The simplest plugin, examining EchoServer.dll

WASP plugins are, at present, native DLLs that expose a set of known entry points. The minimal plugin exposes a single entry point, either OnReadCompleted() or OnReadCompletedEx(). The entry points and other details that you need to build a plugin for WASP are detailed in the WASPDLLEntryPoint.h header file that ships in the SDK directory with WASP.

The simplest plugin that you could possibly write is one that uses OnReadCompletedEx() and which simply echoes all inbound data back to the client again. The complete code for such a plugin can be downloaded from here, but the actual code required is just this:

#include "WASPPluginSDK\WASPDLLEntryPoints.h"

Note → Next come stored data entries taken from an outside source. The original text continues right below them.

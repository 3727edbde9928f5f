//! Atlas Scene -- scene-description loading for the Atlas entity registry.
//!
//! This crate turns parsed scene documents into registered entities. A scene
//! document is a JSON object whose `entities`/`smurfs` sequences describe
//! robots and assembly members; each entry is dispatched by its `type` key
//! to a registered [`EntityFactory`](factory::EntityFactory), which builds
//! the [`Entity`](atlas_registry::entity::Entity) record that the
//! [`EntityRegistry`](atlas_registry::registry::EntityRegistry) then owns.
//!
//! Reading and unpacking scene files from disk is out of scope here; callers
//! hand over already-parsed `serde_json` documents.
//!
//! # Quick Start
//!
//! ```
//! use atlas_registry::prelude::*;
//! use atlas_scene::loader::SceneLoader;
//! use serde_json::json;
//!
//! let registry = EntityRegistry::new();
//! let loader = SceneLoader::with_default_factories();
//! let scene = json!({
//!     "entities": [
//!         {"name": "rover", "links": [{"name": "chassis"}]},
//!     ]
//! });
//! let ids = loader.load(&scene, &registry).unwrap();
//! assert_eq!(ids.len(), 1);
//! assert_eq!(registry.entity_node("rover", "chassis"), Some(1));
//! ```

#![deny(unsafe_code)]

pub mod factory;
pub mod loader;
pub mod smurf;

// ---------------------------------------------------------------------------
// Error types
// ---------------------------------------------------------------------------

/// Errors produced while turning a scene document into registered entities.
///
/// Unlike the registry's best-effort lookups, loading is a boundary where
/// malformed input is worth failing loudly on.
#[derive(Debug, thiserror::Error)]
pub enum SceneError {
    /// No factory is registered for the entry's `type` key.
    #[error("unknown entity type '{0}'")]
    UnknownEntityType(String),

    /// The document or one of its entries has an unexpected shape.
    #[error("malformed scene document: {0}")]
    MalformedDocument(String),

    /// An entity configuration was rejected by the registry layer.
    #[error(transparent)]
    Config(#[from] atlas_registry::ConfigError),
}

// ---------------------------------------------------------------------------
// Prelude
// ---------------------------------------------------------------------------

/// Convenience re-exports for common usage.
pub mod prelude {
    pub use crate::factory::{EntityFactory, FactoryManager};
    pub use crate::loader::{SceneLoader, ScenePlacement};
    pub use crate::smurf::SmurfFactory;
    pub use crate::SceneError;
}
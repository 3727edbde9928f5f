//! Entity factories and their registry.
//!
//! A factory knows how to turn one kind of configuration document into an
//! [`Entity`] record. The [`FactoryManager`] dispatches scene entries to
//! factories by type name (case-insensitive), so loaders never hard-code
//! entity kinds.

use std::collections::HashMap;

use atlas_registry::entity::Entity;
use serde_json::Value;

use crate::smurf::SmurfFactory;
use crate::SceneError;

// ---------------------------------------------------------------------------
// EntityFactory
// ---------------------------------------------------------------------------

/// Builds entity records from configuration documents of one type.
pub trait EntityFactory: Send + Sync {
    /// The `type` key this factory handles, e.g. `"smurf"`.
    fn type_name(&self) -> &str;

    /// Build an entity from its configuration document.
    fn build(&self, document: &Value) -> Result<Entity, SceneError>;
}

// ---------------------------------------------------------------------------
// FactoryManager
// ---------------------------------------------------------------------------

/// Registry of entity factories, keyed by lower-cased type name.
pub struct FactoryManager {
    factories: HashMap<String, Box<dyn EntityFactory>>,
}

impl FactoryManager {
    /// An empty manager with no factories registered.
    pub fn new() -> Self {
        Self {
            factories: HashMap::new(),
        }
    }

    /// A manager with the built-in robot-description factory registered.
    pub fn with_defaults() -> Self {
        let mut manager = Self::new();
        manager.register(Box::new(SmurfFactory::new()));
        manager
    }

    /// Register a factory under its type name. Re-registering a type name
    /// replaces the previous factory.
    pub fn register(&mut self, factory: Box<dyn EntityFactory>) {
        let key = factory.type_name().to_lowercase();
        tracing::debug!(type_name = %key, "registering entity factory");
        self.factories.insert(key, factory);
    }

    /// Build an entity of the given type from its document.
    pub fn build(&self, type_name: &str, document: &Value) -> Result<Entity, SceneError> {
        let factory = self
            .factories
            .get(&type_name.to_lowercase())
            .ok_or_else(|| SceneError::UnknownEntityType(type_name.to_owned()))?;
        factory.build(document)
    }

    /// Whether a factory is registered for the type name.
    pub fn contains(&self, type_name: &str) -> bool {
        self.factories.contains_key(&type_name.to_lowercase())
    }

    /// The registered type names, in no particular order.
    pub fn type_names(&self) -> Vec<&str> {
        self.factories.keys().map(String::as_str).collect()
    }
}

impl Default for FactoryManager {
    fn default() -> Self {
        Self::new()
    }
}

// ---------------------------------------------------------------------------
// Tests
// ---------------------------------------------------------------------------
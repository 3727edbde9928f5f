//! Scene loading: from a parsed scene document to registered entities.
//!
//! A scene document is a JSON object carrying `entities` and/or `smurfs`
//! sequences (both are walked; the two names exist because robot
//! descriptions and plain scene objects historically lived in separate
//! lists). Each entry is an entity configuration document with an optional
//! `type` key selecting the factory, defaulting to `"smurf"`.
//!
//! A [`ScenePlacement`] can be applied while loading to drop a whole scene
//! file somewhere else in the world: it transforms every entity's configured
//! pose and can request anchoring.

use atlas_registry::config::{self, KEY_ANCHOR, KEY_POSITION, KEY_ROTATION};
use atlas_registry::entity::EntityId;
use atlas_registry::physics::Pose;
use atlas_registry::registry::EntityRegistry;
use glam::{Quat, Vec3};
use serde_json::{json, Map, Value};

use crate::factory::FactoryManager;
use crate::SceneError;

/// Factory type used for entries without a `type` key.
const DEFAULT_ENTITY_TYPE: &str = "smurf";

// ---------------------------------------------------------------------------
// ScenePlacement
// ---------------------------------------------------------------------------

/// Where and how to place the entities of a scene document.
///
/// The placement pose is composed with each entity's own configured pose:
/// entity positions are rotated and translated into the placement frame,
/// entity rotations are pre-multiplied. `anchor` other than `"none"`
/// requests world-anchoring for every placed entity.
#[derive(Debug, Clone, serde::Serialize, serde::Deserialize)]
#[serde(default)]
pub struct ScenePlacement {
    pub position: Vec3,
    pub rotation: Quat,
    pub anchor: String,
    pub parent: String,
}

impl Default for ScenePlacement {
    fn default() -> Self {
        Self {
            position: Vec3::ZERO,
            rotation: Quat::IDENTITY,
            anchor: "none".to_owned(),
            parent: "world".to_owned(),
        }
    }
}

impl ScenePlacement {
    /// A placement that only translates.
    pub fn at(position: Vec3) -> Self {
        Self {
            position,
            ..Self::default()
        }
    }

    /// Compose this placement onto an entity configuration, rewriting its
    /// `position`/`rotation` keys and recording `anchor`/`parent` when they
    /// differ from the defaults.
    pub fn apply(&self, entity_config: &mut Map<String, Value>) {
        let own = config::pose(entity_config).unwrap_or(Pose::IDENTITY);
        let position = self.rotation * own.position + self.position;
        let rotation = self.rotation * own.rotation;
        entity_config.insert(
            KEY_POSITION.to_owned(),
            json!([position.x, position.y, position.z]),
        );
        entity_config.insert(
            KEY_ROTATION.to_owned(),
            json!([rotation.x, rotation.y, rotation.z, rotation.w]),
        );
        if self.anchor != "none" {
            entity_config.insert(KEY_ANCHOR.to_owned(), json!(self.anchor));
        }
        if self.parent != "world" {
            entity_config.insert("parent".to_owned(), json!(self.parent));
        }
    }
}

// ---------------------------------------------------------------------------
// SceneLoader
// ---------------------------------------------------------------------------

/// Loads scene documents into an [`EntityRegistry`].
pub struct SceneLoader {
    factories: FactoryManager,
}

impl SceneLoader {
    /// A loader dispatching to the given factories.
    pub fn new(factories: FactoryManager) -> Self {
        Self { factories }
    }

    /// A loader with the built-in factories registered.
    pub fn with_default_factories() -> Self {
        Self::new(FactoryManager::with_defaults())
    }

    /// The factory registry, for registering additional entity types.
    pub fn factories_mut(&mut self) -> &mut FactoryManager {
        &mut self.factories
    }

    /// Load every entity of the document into the registry, in document
    /// order. Returns the assigned ids.
    ///
    /// Loading stops at the first malformed entry; entities registered
    /// before the failure stay registered.
    pub fn load(
        &self,
        document: &Value,
        registry: &EntityRegistry,
    ) -> Result<Vec<EntityId>, SceneError> {
        self.load_with(document, None, registry)
    }

    /// Like [`load`](Self::load), with a placement composed onto every
    /// entity's configured pose.
    pub fn load_placed(
        &self,
        document: &Value,
        placement: &ScenePlacement,
        registry: &EntityRegistry,
    ) -> Result<Vec<EntityId>, SceneError> {
        self.load_with(document, Some(placement), registry)
    }

    fn load_with(
        &self,
        document: &Value,
        placement: Option<&ScenePlacement>,
        registry: &EntityRegistry,
    ) -> Result<Vec<EntityId>, SceneError> {
        let Some(root) = document.as_object() else {
            return Err(SceneError::MalformedDocument(
                "scene root must be an object".to_owned(),
            ));
        };

        let mut ids = Vec::new();
        for list_key in ["entities", "smurfs"] {
            let Some(list) = root.get(list_key) else {
                continue;
            };
            let entries = list.as_array().ok_or_else(|| {
                SceneError::MalformedDocument(format!("'{list_key}' must be an array"))
            })?;
            for (index, entry) in entries.iter().enumerate() {
                let id = self.load_entry(list_key, index, entry, placement, registry)?;
                ids.push(id);
            }
        }
        tracing::info!(count = ids.len(), "scene loaded");
        Ok(ids)
    }

    fn load_entry(
        &self,
        list_key: &str,
        index: usize,
        entry: &Value,
        placement: Option<&ScenePlacement>,
        registry: &EntityRegistry,
    ) -> Result<EntityId, SceneError> {
        let Some(map) = entry.as_object() else {
            return Err(SceneError::MalformedDocument(format!(
                "'{list_key}' entry {index} must be an object"
            )));
        };
        let type_name = map
            .get("type")
            .and_then(Value::as_str)
            .unwrap_or(DEFAULT_ENTITY_TYPE);

        let document = match placement {
            Some(placement) => {
                let mut placed = map.clone();
                placement.apply(&mut placed);
                Value::Object(placed)
            }
            None => entry.clone(),
        };

        let entity = self.factories.build(type_name, &document)?;
        let name = entity.name().to_owned();
        let id = registry.insert(entity);
        tracing::debug!(%id, name = %name, type_name, "entity loaded into registry");
        Ok(id)
    }
}

// ---------------------------------------------------------------------------
// Tests
// ---------------------------------------------------------------------------
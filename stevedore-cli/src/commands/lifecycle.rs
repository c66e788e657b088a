//! `stevedore up|down|rm|restart|pull` command handlers

use std::io::Write;
use std::path::Path;

use serde::Serialize;
use tracing::info;

use stevedore_compose::{ContainerState, LogTask, Project, RuntimeClient};

use crate::cli::{TargetArgs, UpArgs};
use crate::commands::{logs, open_project, selection, start_order};
use crate::error::CliError;
use crate::output::{OutputWriter, Render, Table};

/// Lifecycle operation applied to each selected service container.
#[derive(Debug, Clone, Copy, PartialEq, Eq, Serialize)]
#[serde(rename_all = "lowercase")]
pub enum Action {
    Up,
    Down,
    Rm,
    Restart,
    Pull,
}

impl Action {
    pub fn as_str(&self) -> &'static str {
        match self {
            Self::Up => "up",
            Self::Down => "down",
            Self::Rm => "rm",
            Self::Restart => "restart",
            Self::Pull => "pull",
        }
    }

    /// Stopping and removing walk the dependency order backwards.
    fn reversed(&self) -> bool {
        matches!(self, Self::Down | Self::Rm)
    }
}

/// Execute the `up` command.
///
/// Without `--detach` the command keeps forwarding container output until
/// every stream ends or Ctrl-C is pressed.
pub async fn execute_up(
    args: UpArgs,
    config_path: &Path,
    writer: &OutputWriter,
) -> Result<(), CliError> {
    let project = open_project(config_path, |_| {}).await?;
    let (report, tasks) = apply(&project, &args.target, Action::Up).await?;
    writer.render(&report)?;

    if args.detach {
        for task in &tasks {
            task.cancel();
        }
        return Ok(());
    }
    logs::follow(tasks).await;
    Ok(())
}

/// Execute `down`, `rm`, `restart` or `pull`.
pub async fn execute(
    action: Action,
    args: TargetArgs,
    config_path: &Path,
    writer: &OutputWriter,
) -> Result<(), CliError> {
    let project = open_project(config_path, |_| {}).await?;
    let (report, _) = apply(&project, &args, action).await?;
    writer.render(&report)?;
    Ok(())
}

/// Apply `action` to instance `args.index` of every selected service.
///
/// Stops at the first failing service; containers handled before it keep
/// their new state.
pub(crate) async fn apply<C: RuntimeClient>(
    project: &Project<C>,
    args: &TargetArgs,
    action: Action,
) -> Result<(LifecycleReport, Vec<LogTask>), CliError> {
    let mut names = if action == Action::Pull {
        selection(project, &args.services)?
    } else {
        start_order(project.context().services(), &args.services)?
    };
    if action.reversed() {
        names.reverse();
    }

    let mut report = LifecycleReport {
        project: project.name().to_owned(),
        action,
        containers: Vec::with_capacity(names.len()),
    };
    let mut tasks = Vec::new();

    for name in &names {
        let service = project.create_service(name)?;
        let handle = service.container(args.index);
        info!(service = %name, container = handle.name(), action = action.as_str(), "applying");

        match action {
            Action::Up => tasks.extend(handle.up().await?),
            Action::Down => handle.down().await?,
            Action::Rm => handle.delete().await?,
            Action::Restart => handle.restart().await?,
            Action::Pull => handle.pull().await?,
        }

        report.containers.push(ContainerOutcome {
            service: name.clone(),
            container: handle.name().to_owned(),
            state: handle.state().await?,
        });
    }

    Ok((report, tasks))
}

/// Result of one lifecycle command.
#[derive(Debug, Serialize)]
pub struct LifecycleReport {
    pub project: String,
    pub action: Action,
    pub containers: Vec<ContainerOutcome>,
}

#[derive(Debug, Serialize)]
pub struct ContainerOutcome {
    pub service: String,
    pub container: String,
    pub state: ContainerState,
}

impl Render for LifecycleReport {
    fn render_text(&self, w: &mut dyn Write) -> std::io::Result<()> {
        use colored::Colorize;

        if self.containers.is_empty() {
            writeln!(w, "No services selected in project {}", self.project.bold())?;
            return Ok(());
        }

        writeln!(
            w,
            "{} {} ({} containers)",
            self.action.as_str().bold(),
            self.project,
            self.containers.len()
        )?;

        let mut table = Table::new(&["SERVICE", "CONTAINER", "STATE"]);
        for c in &self.containers {
            table.row(vec![
                c.service.clone(),
                c.container.clone(),
                c.state.as_str().to_owned(),
            ]);
        }
        table.write(w)
    }
}

#[cfg(test)]
mod tests {
    use super::*;

    fn report(action: Action, rows: &[(&str, ContainerState)]) -> LifecycleReport {
        LifecycleReport {
            project: "shop".to_owned(),
            action,
            containers: rows
                .iter()
                .map(|(service, state)| ContainerOutcome {
                    service: (*service).to_owned(),
                    container: format!("shop_{service}_1"),
                    state: *state,
                })
                .collect(),
        }
    }

    #[test]
    fn test_action_order_direction() {
        assert!(Action::Down.reversed());
        assert!(Action::Rm.reversed());
        assert!(!Action::Up.reversed());
        assert!(!Action::Restart.reversed());
    }

    #[test]
    fn test_lifecycle_report_text() {
        let report = report(
            Action::Up,
            &[("db", ContainerState::Running), ("web", ContainerState::Running)],
        );

        let mut buffer = Vec::new();
        report.render_text(&mut buffer).expect("render");
        let output = String::from_utf8(buffer).expect("utf8");

        assert!(output.contains("2 containers"));
        assert!(output.contains("shop_web_1"));
        assert!(output.contains("running"));
    }

    #[test]
    fn test_lifecycle_report_empty() {
        let report = report(Action::Down, &[]);
        let mut buffer = Vec::new();
        report.render_text(&mut buffer).expect("render");
        assert!(String::from_utf8(buffer).expect("utf8").contains("No services selected"));
    }

    #[test]
    fn test_lifecycle_report_json() {
        let report = report(Action::Rm, &[("worker", ContainerState::Absent)]);
        let json = serde_json::to_value(&report).expect("serialize");

        assert_eq!(json["action"], "rm");
        assert_eq!(json["containers"][0]["container"], "shop_worker_1");
        assert_eq!(json["containers"][0]["state"], "absent");
    }
}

#pragma comment(lib, "ws2_32.lib")

WaspDataLength __cdecl  OnReadCompletedEx(
   const WaspConnectionHandle /*connectionHandle*/,
   WaspConnectionUserData /*connectionUserData*/,
   const BYTE * const /*pDataIn*/,
   const WaspDataLength dataLength,
   const BYTE * /*pDataOut*/,
   const WaspDataLength /*outputBufferSize*/)
{
   return dataLength;
}

OnReadCompletedEx() is a more advanced version of OnReadCompleted() which allows you to optimise your server by using the input buffer space as your output buffer, for some server designs this can reduce the number of data buffers that the server needs to allocate as long as your output message can fit into the buffer size that you have configured and as long as you can hold off building your response until you’ve completely processed your input message. This design is useful for things like high performance ISO 8583 message processors, and other structured request/response servers.

We’re taking advantage of the fact that the input buffer is used for sending output in this simple echo server.

We’ll ignore the connectionHandle and connectionUserData for now and deal with them in a later tutorial. That leaves us with pDataIn which is a pointer to the bytes that have arrived, dataLength which is the number of bytes that have arrived, pDataOut which is a pointer to a buffer to write your output into and outputBufferSize which is the size of the output buffer. You return the number of bytes that you’ve written, and as explained above, pDataIn and pDataOut point to the same buffer. This means that to simply echo all bytes that arrive you just need to return the dataLength that you are passed in as the number of bytes that you wish to write. You don’t need to copy the bytes from pDataIn to pDataOut.

Since this message handling dll is configured without a framing dll no message framing is done so each time a read completes the number of bytes that have arrived will be passed directly to the echo server plugin and echoed immediately.

To debug a plugin you simply load the plugin’s solution and adjust the debugging properties as follows:

WASP - EchoServer Debug

By setting the “command” to point to your installed instance of WASP you cause WASP to run when you begin debugging. You can now set a break point in your plugin DLL and when data arrives the break point will be hit. To test this plugin simply connect to your WASP instance on the port that you’ve configured using telnet.